[[ TASK INPUT, beginning ]]

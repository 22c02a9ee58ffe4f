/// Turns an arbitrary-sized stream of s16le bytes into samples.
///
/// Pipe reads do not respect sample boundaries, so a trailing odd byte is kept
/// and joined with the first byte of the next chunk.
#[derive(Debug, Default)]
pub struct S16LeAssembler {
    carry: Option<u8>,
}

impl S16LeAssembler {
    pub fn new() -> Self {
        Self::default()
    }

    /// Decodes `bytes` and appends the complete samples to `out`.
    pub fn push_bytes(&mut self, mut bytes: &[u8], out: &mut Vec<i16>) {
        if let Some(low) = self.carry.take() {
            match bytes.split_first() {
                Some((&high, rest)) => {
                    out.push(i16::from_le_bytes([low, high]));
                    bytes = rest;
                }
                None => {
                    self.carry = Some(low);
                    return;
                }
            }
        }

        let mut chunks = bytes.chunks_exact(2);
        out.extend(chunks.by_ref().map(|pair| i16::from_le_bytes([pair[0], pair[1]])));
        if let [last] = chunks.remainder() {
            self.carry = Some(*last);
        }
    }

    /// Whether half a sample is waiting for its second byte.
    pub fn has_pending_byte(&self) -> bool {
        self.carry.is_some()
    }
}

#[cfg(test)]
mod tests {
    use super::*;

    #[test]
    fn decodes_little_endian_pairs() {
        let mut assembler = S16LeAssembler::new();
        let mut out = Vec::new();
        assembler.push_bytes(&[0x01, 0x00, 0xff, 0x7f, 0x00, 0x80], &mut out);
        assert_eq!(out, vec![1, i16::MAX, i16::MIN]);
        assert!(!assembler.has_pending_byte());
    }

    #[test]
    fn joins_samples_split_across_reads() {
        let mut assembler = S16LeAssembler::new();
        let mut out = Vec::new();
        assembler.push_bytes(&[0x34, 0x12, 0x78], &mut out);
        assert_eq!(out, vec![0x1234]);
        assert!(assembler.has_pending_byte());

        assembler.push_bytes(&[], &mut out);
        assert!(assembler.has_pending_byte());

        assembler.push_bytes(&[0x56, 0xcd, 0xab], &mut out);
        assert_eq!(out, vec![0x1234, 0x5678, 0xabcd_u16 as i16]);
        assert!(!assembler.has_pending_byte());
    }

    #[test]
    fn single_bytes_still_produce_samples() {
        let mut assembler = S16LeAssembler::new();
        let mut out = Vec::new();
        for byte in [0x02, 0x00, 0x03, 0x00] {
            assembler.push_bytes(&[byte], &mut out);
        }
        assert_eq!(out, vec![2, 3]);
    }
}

[[ TASK INPUT, end ]]

The answer is every line in the data where the word "high" appears.

                Some((&high, rest)) => {
                    out.push(i16::from_le_bytes([low, high]));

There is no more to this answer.